Another thing you might notice on the chart is that Trump improves quite a bit in Florida and Pennsylvania from his current polling if you assume an error on par with 2016. He gains more than three points in FL and more than five points in PA. But if you look back to the 2016 polling, you’ll find that most surveys in the final days of that race were much more accurate than whatever the Times is using as its own baseline. The final RCP average in Florida actually had Trump ahead by four-tenths of a point. He ended up winning by 1.2. That should mean a polling gain of just 0.8 points for Trump this year if there’s a 2016-scale underestimation of his support — which would not be enough to erase Biden’s lead, per the Times’s numbers. Similarly, Clinton led in Pennsylvania by just 2.1 points when polls opened on Election Day. Check out how much ground Trump made up in that state in the final week that year:

There was a huge break towards Trump in the last days, probably due to James Comey’s letter reopening the Emailgate probe combined with the habit of late deciders to break for challengers instead of “incumbents.” Trump ended up winning PA by seven-tenths of a point, which means the polling average underestimated him by 2.8 points overall. If, as the Times claims, Biden is now leading in Pennsylvania by six, then the same polling error this year should lead to … a reasonably comfortable three-point Biden win.
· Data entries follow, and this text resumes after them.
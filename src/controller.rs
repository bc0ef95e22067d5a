// src/controller.rs
//! Query orchestration: resolves every requested source up front, fans the
//! crawl out to all adapters concurrently, and folds the outcomes into a
//! request-ordered bundle. Partial success is the normal case; one source
//! exhausting its retries never aborts its siblings.

use std::collections::HashSet;
use std::sync::Arc;
use std::time::Duration;

use metrics::counter;
use serde::Serialize;
use tokio::task::JoinHandle;
use tokio::time::{timeout, timeout_at, Instant};
use tracing::{info, warn};

use crate::agents::types::{RawResult, SourceAdapter, SourceUnavailable};
use crate::agents::AdapterRegistry;
use crate::error::RequestError;
use crate::query::{DateRange, Query};

#[derive(Debug, Clone)]
pub struct ControllerCfg {
    /// Budget for one adapter call; expiry is terminal for that source.
    pub source_timeout: Duration,
    /// Whole-query bound. Sources still in flight when it expires are
    /// aborted and reported as failed while completed ones are kept.
    pub outer_deadline: Option<Duration>,
    /// Attempts per source, retrying transient failures only.
    pub max_attempts: u32,
    /// First backoff delay; doubles per retry.
    pub retry_base: Duration,
    pub max_results_per_source: usize,
}

impl Default for ControllerCfg {
    fn default() -> Self {
        Self {
            source_timeout: Duration::from_secs(30),
            outer_deadline: Some(Duration::from_secs(90)),
            max_attempts: 3,
            retry_base: Duration::from_millis(500),
            max_results_per_source: 100,
        }
    }
}

/// Terminal per-source outcome carried in the bundle.
#[derive(Debug, Clone, PartialEq, Eq, Serialize)]
pub enum FetchStatus {
    Ok,
    /// Successful fetch over a lower-confidence fallback path.
    Degraded(String),
    /// Retries exhausted, timed out, or aborted; results are empty and the
    /// reason is kept for observability.
    Failed(String),
}

impl FetchStatus {
    pub fn is_failed(&self) -> bool {
        matches!(self, FetchStatus::Failed(_))
    }

    pub fn error(&self) -> Option<&str> {
        match self {
            FetchStatus::Failed(reason) => Some(reason),
            _ => None,
        }
    }
}

#[derive(Debug, Clone, Serialize)]
pub struct SourceFetch {
    pub source: String,
    pub results: Vec<RawResult>,
    pub status: FetchStatus,
}

impl SourceFetch {
    fn failed(source: &str, reason: impl Into<String>) -> Self {
        Self {
            source: source.to_string(),
            results: Vec::new(),
            status: FetchStatus::Failed(reason.into()),
        }
    }
}

/// Per-source raw results in request order.
#[derive(Debug, Clone, Default, Serialize)]
pub struct Bundle {
    pub sources: Vec<SourceFetch>,
}

impl Bundle {
    pub fn get(&self, source: &str) -> Option<&SourceFetch> {
        self.sources.iter().find(|s| s.source == source)
    }

    pub fn total_results(&self) -> usize {
        self.sources.iter().map(|s| s.results.len()).sum()
    }
}

pub struct Controller {
    registry: Arc<AdapterRegistry>,
    cfg: ControllerCfg,
}

impl Controller {
    pub fn new(registry: Arc<AdapterRegistry>, cfg: ControllerCfg) -> Self {
        Self { registry, cfg }
    }

    pub fn registry(&self) -> &Arc<AdapterRegistry> {
        &self.registry
    }

    /// Dispatch the query to every requested source and collect a bundle.
    ///
    /// An unresolvable source name fails the whole call before any dispatch;
    /// runtime failures afterwards are contained per source.
    pub async fn run(&self, query: &Query) -> Result<Bundle, RequestError> {
        let mut resolved: Vec<(String, Arc<dyn SourceAdapter>)> =
            Vec::with_capacity(query.sources().len());
        for name in query.sources() {
            let adapter = self
                .registry
                .resolve(name)
                .ok_or_else(|| RequestError::UnknownSource(name.clone()))?;
            resolved.push((name.clone(), adapter));
        }

        counter!("controller_runs_total").increment(1);
        let deadline = self.cfg.outer_deadline.map(|d| Instant::now() + d);

        let mut handles: Vec<(String, JoinHandle<SourceFetch>)> =
            Vec::with_capacity(resolved.len());
        for (name, adapter) in resolved {
            let keywords = query.keywords().to_vec();
            let detail = query.detail().to_string();
            let range = query.date_range().copied();
            let cfg = self.cfg.clone();
            let handle = tokio::spawn(async move {
                fetch_with_retry(adapter, keywords, detail, range, cfg).await
            });
            handles.push((name, handle));
        }

        // Await in request order; completion order does not matter because
        // every task is already running.
        let mut sources = Vec::with_capacity(handles.len());
        for (name, mut handle) in handles {
            let fetch = if let Some(dl) = deadline {
                match timeout_at(dl, &mut handle).await {
                    Ok(join) => join_to_fetch(&name, join),
                    Err(_) => {
                        handle.abort();
                        counter!("crawl_failures_total").increment(1);
                        warn!(target: "controller", source = %name, "aborted at query deadline");
                        SourceFetch::failed(&name, "aborted at query deadline")
                    }
                }
            } else {
                join_to_fetch(&name, handle.await)
            };
            sources.push(fetch);
        }

        let bundle = Bundle { sources };
        info!(
            target: "controller",
            sources = bundle.sources.len(),
            results = bundle.total_results(),
            failed = bundle.sources.iter().filter(|s| s.status.is_failed()).count(),
            "query dispatch complete"
        );
        Ok(bundle)
    }
}

fn join_to_fetch(
    source: &str,
    join: Result<SourceFetch, tokio::task::JoinError>,
) -> SourceFetch {
    match join {
        Ok(fetch) => fetch,
        Err(e) => {
            counter!("crawl_failures_total").increment(1);
            SourceFetch::failed(source, format!("crawl task failed: {e}"))
        }
    }
}

async fn fetch_with_retry(
    adapter: Arc<dyn SourceAdapter>,
    keywords: Vec<String>,
    detail: String,
    range: Option<DateRange>,
    cfg: ControllerCfg,
) -> SourceFetch {
    let source = adapter.name();
    let mut delay = cfg.retry_base;
    let mut last_err: Option<SourceUnavailable> = None;

    for attempt in 1..=cfg.max_attempts.max(1) {
        let call = adapter.crawl(&keywords, &detail, range.as_ref());
        match timeout(cfg.source_timeout, call).await {
            // Timeout is terminal for the source: the in-flight call is
            // cancelled and no retry is attempted.
            Err(_) => {
                counter!("crawl_failures_total").increment(1);
                warn!(target: "controller", source, timeout = ?cfg.source_timeout, "crawl timed out");
                return SourceFetch::failed(
                    source,
                    format!("timed out after {:?}", cfg.source_timeout),
                );
            }
            Ok(Ok(crawl)) => {
                let kept = dedup_and_cap(crawl.items, cfg.max_results_per_source);
                let status = match crawl.degraded {
                    Some(reason) => {
                        counter!("crawl_degraded_total").increment(1);
                        FetchStatus::Degraded(reason)
                    }
                    None => FetchStatus::Ok,
                };
                info!(target: "controller", source, results = kept.len(), attempt, "crawl complete");
                return SourceFetch {
                    source: source.to_string(),
                    results: kept,
                    status,
                };
            }
            Ok(Err(err)) => {
                warn!(target: "controller", source, attempt, error = %err, "crawl attempt failed");
                last_err = Some(err);
                if attempt < cfg.max_attempts {
                    counter!("crawl_retries_total").increment(1);
                    tokio::time::sleep(delay).await;
                    delay = delay.saturating_mul(2);
                }
            }
        }
    }

    counter!("crawl_failures_total").increment(1);
    let reason = last_err
        .map(|e| e.to_string())
        .unwrap_or_else(|| "retries exhausted".to_string());
    SourceFetch::failed(source, reason)
}

/// Collapse duplicate (source, url) pairs keeping the first occurrence, then
/// cap the survivor count. Iteration order is stable.
fn dedup_and_cap(items: Vec<RawResult>, max: usize) -> Vec<RawResult> {
    let mut seen: HashSet<String> = HashSet::with_capacity(items.len());
    let mut kept = Vec::with_capacity(items.len().min(max));
    for item in items {
        if !seen.insert(item.url.clone()) {
            counter!("crawl_dedup_total").increment(1);
            continue;
        }
        kept.push(item);
        if kept.len() == max {
            break;
        }
    }
    kept
}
All of which is a long way of saying that it may be that the Times’s 2016 polling was unusually crappy relative to the competition. *They* missed big on Trump, but (with the exception of Wisconsin) lots of other pollsters were in the ballpark of predicting his share of the electorate in key battlegrounds.
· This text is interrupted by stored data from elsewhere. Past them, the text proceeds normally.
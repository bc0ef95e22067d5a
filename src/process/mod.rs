// src/process/mod.rs
//! Staged relevance reduction: two cheap rule-based stages shrink the raw
//! bundle, an LLM scoring stage runs only under a candidate-count gate, and
//! a best-effort summary tops off the final result. Every degradation here
//! is contained; the pipeline itself never fails.

pub mod stages;

use std::sync::Arc;

use metrics::counter;
use serde::{Deserialize, Serialize};
use tracing::{debug, info, warn};

use crate::agents::types::RawResult;
use crate::controller::Bundle;
use crate::llm::{LlmClient, ScoreRequest, SummaryItem, SummaryRequest};
use crate::query::Query;

#[derive(Debug, Clone)]
pub struct PipelineCfg {
    /// Stage 3 runs only when the surviving candidate count is at or below
    /// this gate; above it the whole run stays unscored.
    pub scoring_gate: usize,
    /// Minimum relevance score an item needs to survive stage 3.
    pub min_score: u8,
    /// Force stage 1 into pass-through mode.
    pub permissive_titles: bool,
    /// Score the first `scoring_gate` candidates instead of skipping the
    /// stage when the gate is exceeded. Off by default.
    pub score_overflow_head: bool,
    /// Results per source fed into the summary prompt.
    pub summary_top_n: usize,
}

impl Default for PipelineCfg {
    fn default() -> Self {
        Self {
            scoring_gate: 5,
            min_score: 5,
            permissive_titles: false,
            score_overflow_head: false,
            summary_top_n: 5,
        }
    }
}

/// A raw result that went through LLM scoring. Items that never reached the
/// scoring stage are absent from these collections, not scored as zero.
#[derive(Debug, Clone, PartialEq, Serialize, Deserialize)]
pub struct ScoredResult {
    #[serde(flatten)]
    pub raw: RawResult,
    pub relevance_score: u8,
    pub relevance_reason: String,
}

#[derive(Debug, Clone, PartialEq, Serialize, Deserialize)]
pub struct SourceResults {
    pub source: String,
    pub results: Vec<ScoredResult>,
}

/// Final pipeline output. `results_by_source` keeps request order across
/// sources and score-descending order (discovery order on ties) within one.
#[derive(Debug, Clone, Default, PartialEq, Serialize, Deserialize)]
pub struct FilteredResult {
    pub results_by_source: Vec<SourceResults>,
    pub total_count: usize,
    pub summary: String,
}

impl FilteredResult {
    pub fn get(&self, source: &str) -> Option<&[ScoredResult]> {
        self.results_by_source
            .iter()
            .find(|s| s.source == source)
            .map(|s| s.results.as_slice())
    }

    pub fn is_empty(&self) -> bool {
        self.total_count == 0
    }
}

pub struct ResultProcessor {
    llm: Arc<dyn LlmClient>,
    cfg: PipelineCfg,
}

impl ResultProcessor {
    pub fn new(llm: Arc<dyn LlmClient>, cfg: PipelineCfg) -> Self {
        Self { llm, cfg }
    }

    /// Reduce a bundle to scored, ordered, summarized results.
    pub async fn process(&self, query: &Query, bundle: &Bundle) -> FilteredResult {
        // Stages 1+2 are per source so discovery order survives untouched.
        let mut survivors: Vec<(String, Vec<RawResult>)> = Vec::new();
        for fetch in &bundle.sources {
            let before = fetch.results.len();
            let stage1 = stages::filter_by_title(
                fetch.results.clone(),
                query.keywords(),
                self.cfg.permissive_titles,
            );
            let after_title = stage1.len();
            let stage2 = stages::filter_by_content(stage1, query.keywords());
            debug!(
                target: "process",
                source = %fetch.source,
                raw = before,
                after_title,
                after_content = stage2.len(),
                "rule stages applied"
            );
            survivors.push((fetch.source.clone(), stage2));
        }

        let candidate_count: usize = survivors.iter().map(|(_, v)| v.len()).sum();
        counter!("filter_candidates_total").increment(candidate_count as u64);

        let scored = if candidate_count == 0 {
            Vec::new()
        } else if candidate_count > self.cfg.scoring_gate && !self.cfg.score_overflow_head {
            counter!("filter_gate_skips_total").increment(1);
            info!(
                target: "process",
                candidates = candidate_count,
                gate = self.cfg.scoring_gate,
                "candidate count exceeds scoring gate, stage skipped"
            );
            Vec::new()
        } else {
            let budget = if candidate_count > self.cfg.scoring_gate {
                self.cfg.scoring_gate
            } else {
                candidate_count
            };
            self.score_candidates(query, &survivors, budget).await
        };

        // Regroup in request order, sort within each source. The sort is
        // stable, so equal scores keep their discovery order.
        let mut results_by_source = Vec::new();
        for (source, _) in &survivors {
            let mut per_source: Vec<ScoredResult> = scored
                .iter()
                .filter(|s| &s.raw.source == source)
                .cloned()
                .collect();
            if per_source.is_empty() {
                continue;
            }
            per_source.sort_by(|a, b| b.relevance_score.cmp(&a.relevance_score));
            results_by_source.push(SourceResults {
                source: source.clone(),
                results: per_source,
            });
        }

        let total_count: usize = results_by_source.iter().map(|s| s.results.len()).sum();
        let summary = if total_count == 0 {
            String::new()
        } else {
            self.summarize(query, &results_by_source, total_count).await
        };

        info!(
            target: "process",
            candidates = candidate_count,
            kept = total_count,
            "pipeline complete"
        );
        FilteredResult {
            results_by_source,
            total_count,
            summary,
        }
    }

    async fn score_candidates(
        &self,
        query: &Query,
        survivors: &[(String, Vec<RawResult>)],
        budget: usize,
    ) -> Vec<ScoredResult> {
        let mut scored = Vec::new();
        let mut submitted = 0usize;
        'sources: for (_, items) in survivors {
            for item in items {
                if submitted == budget {
                    break 'sources;
                }
                submitted += 1;

                let req = ScoreRequest {
                    keywords: query.keywords(),
                    detail: query.detail(),
                    title: &item.title,
                    content: &item.content,
                };
                match self.llm.score(&req).await {
                    Ok(verdict) => {
                        counter!("filter_scored_total").increment(1);
                        if verdict.score >= self.cfg.min_score {
                            scored.push(ScoredResult {
                                raw: item.clone(),
                                relevance_score: verdict.score,
                                relevance_reason: verdict.reason,
                            });
                        }
                    }
                    Err(e) => {
                        counter!("llm_score_failures_total").increment(1);
                        warn!(target: "process", url = %item.url, error = %e, "scoring failed, item dropped");
                        if !e.is_transient() {
                            // Provider is gone for good; skip the remainder
                            // of the stage instead of failing the pipeline.
                            break 'sources;
                        }
                    }
                }
            }
        }
        scored
    }

    async fn summarize(
        &self,
        query: &Query,
        results_by_source: &[SourceResults],
        total: usize,
    ) -> String {
        let mut items = Vec::new();
        for source in results_by_source {
            for result in source.results.iter().take(self.cfg.summary_top_n) {
                items.push(SummaryItem {
                    source: source.source.clone(),
                    title: result.raw.title.clone(),
                    score: result.relevance_score,
                    reason: result.relevance_reason.clone(),
                });
            }
        }
        let req = SummaryRequest {
            keywords: query.keywords(),
            detail: query.detail(),
            total,
            items: &items,
        };
        match self.llm.summarize(&req).await {
            Ok(text) => text,
            Err(e) => {
                counter!("summary_failures_total").increment(1);
                warn!(target: "process", error = %e, "summarization failed, digest ships without summary");
                String::new()
            }
        }
    }
}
One other thing to notice in the chart above. The polls also missed notably in 2012, but that year they missed by underestimating Democrats, not Republicans. Obama pulled off a more decisive win than data nerds had expected. Modelers like Nate Silver and Nate Cohn have made that point to their readers from time to time on social media this fall, that there’s nothing written in the stars this year that ensures bad polling will benefit Trump. It could be that pollsters have underestimated the ferocious desire among lefties to beat him and are lowballing Democratic turnout. It could be that there’ll be a late break towards Biden among the few remaining undecideds that ends up padding Sleepy Joe’s margins. It could be that Trump’s inroads among Latino voters will end up evaporating before Election Day for whatever reason. The “Trump upset” scenario is real, but the “Biden tsunami” scenario is real too. It may even be more likely than a Trump upset: Amy Walter noted yesterday that, since 1980, no incumbent president has overperformed his job approval by more than four points. Trump’s approval today at Gallup is 43 percent. If he pulls 47 percent of the vote on Election Day in what’s essentially a two-man race with Biden, that leaves Sleepy Joe apt to hit 50 or better. Is Trump likely to eke out another electoral college win with those numbers? I doubt it.
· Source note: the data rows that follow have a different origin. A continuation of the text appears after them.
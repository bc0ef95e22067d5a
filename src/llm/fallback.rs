// src/llm/fallback.rs
//! Primary/secondary provider mux with bounded retries. Transient failures
//! on the primary are retried with backoff, then the secondary (when
//! configured) gets the same bounded attempts. Permanent failures skip
//! straight to the secondary.

use std::sync::Arc;
use std::time::Duration;

use metrics::counter;
use tracing::warn;

use super::{LlmClient, LlmError, ScoreRequest, Scored, SummaryRequest};

/// Boxed provider-call future; what `async_trait` methods return anyway.
type OpFut<'a, T> =
    std::pin::Pin<Box<dyn std::future::Future<Output = Result<T, LlmError>> + Send + 'a>>;

pub struct FallbackLlm {
    primary: Arc<dyn LlmClient>,
    secondary: Option<Arc<dyn LlmClient>>,
    max_attempts: u32,
    retry_base: Duration,
}

impl FallbackLlm {
    pub fn new(primary: Arc<dyn LlmClient>, secondary: Option<Arc<dyn LlmClient>>) -> Self {
        Self {
            primary,
            secondary,
            max_attempts: 2,
            retry_base: Duration::from_millis(400),
        }
    }

    pub fn with_retry(mut self, max_attempts: u32, retry_base: Duration) -> Self {
        self.max_attempts = max_attempts.max(1);
        self.retry_base = retry_base;
        self
    }

    /// Build from whatever providers the environment offers: Gemini first,
    /// Anthropic as the fallback, either alone if only one key is present.
    pub fn from_env() -> Option<Self> {
        use super::providers::{AnthropicClient, GeminiClient};
        let gemini = GeminiClient::from_env(None).map(|c| Arc::new(c) as Arc<dyn LlmClient>);
        let anthropic = AnthropicClient::from_env(None).map(|c| Arc::new(c) as Arc<dyn LlmClient>);
        match (gemini, anthropic) {
            (Some(primary), secondary) => Some(Self::new(primary, secondary)),
            (None, Some(primary)) => Some(Self::new(primary, None)),
            (None, None) => None,
        }
    }

    async fn attempt<'a, T, F>(&'a self, op_name: &'static str, op: F) -> Result<T, LlmError>
    where
        F: Fn(&'a dyn LlmClient) -> OpFut<'a, T>,
    {
        let mut last = match self
            .attempt_provider(self.primary.as_ref(), op_name, &op)
            .await
        {
            Ok(v) => return Ok(v),
            Err(e) => e,
        };

        if let Some(secondary) = &self.secondary {
            counter!("llm_failover_total").increment(1);
            warn!(
                target: "process",
                op = op_name,
                from = self.primary.provider_name(),
                to = secondary.provider_name(),
                error = %last,
                "failing over to secondary llm"
            );
            match self.attempt_provider(secondary.as_ref(), op_name, &op).await {
                Ok(v) => return Ok(v),
                Err(e) => last = e,
            }
        }
        Err(last)
    }

    async fn attempt_provider<'a, T, F>(
        &'a self,
        provider: &'a dyn LlmClient,
        op_name: &'static str,
        op: &F,
    ) -> Result<T, LlmError>
    where
        F: Fn(&'a dyn LlmClient) -> OpFut<'a, T>,
    {
        let mut delay = self.retry_base;
        let mut last = LlmError::Permanent("no attempt made".into());
        for attempt in 1..=self.max_attempts {
            match op(provider).await {
                Ok(v) => return Ok(v),
                Err(e) => {
                    let transient = e.is_transient();
                    warn!(
                        target: "process",
                        provider = provider.provider_name(),
                        op = op_name,
                        attempt,
                        error = %e,
                        "llm call failed"
                    );
                    last = e;
                    if !transient {
                        break;
                    }
                    if attempt < self.max_attempts {
                        counter!("llm_retries_total").increment(1);
                        tokio::time::sleep(delay).await;
                        delay = delay.saturating_mul(2);
                    }
                }
            }
        }
        Err(last)
    }
}

#[async_trait::async_trait]
impl LlmClient for FallbackLlm {
    async fn score(&self, req: &ScoreRequest<'_>) -> Result<Scored, LlmError> {
        self.attempt("score", move |c| c.score(req)).await
    }

    async fn summarize(&self, req: &SummaryRequest<'_>) -> Result<String, LlmError> {
        self.attempt("summarize", move |c| c.summarize(req)).await
    }

    fn provider_name(&self) -> &'static str {
        "fallback"
    }
}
There’s one more thing working against him. As is always true in elections, the demographics of the electorate are different now than they were four years ago. And not in a way that plays to his advantage. “Trump coalition” here represents his base of whites without a college degree. “Biden coalition” describes white college grads plus minority voters.

Winning over college-educated suburbanites should have been a top priority for Trump, especially after that cohort handed the House to Democrats two years ago. He may pay for failing to do so in a big way.

I’ll leave you with one last point about the Times chart up top. It notes that if the national polling right now is off to the same degree it was in 2016 then Trump is trailing Biden by merely six points, not nine. That’s nice, but Nate Silver estimated a few weeks ago that for Biden to be all but assured of winning the electoral college, he’d need to win the national popular vote by … five points. (A margin that large nationally would imply that he’ll get what he needs in the battlegrounds, even if those races are tight.) Assuming Silver’s right then even the Times’s rosy polling-error scenario for Trump should mean a Biden victory. He has to cut further into the Democrat’s lead. He has 10.5 days.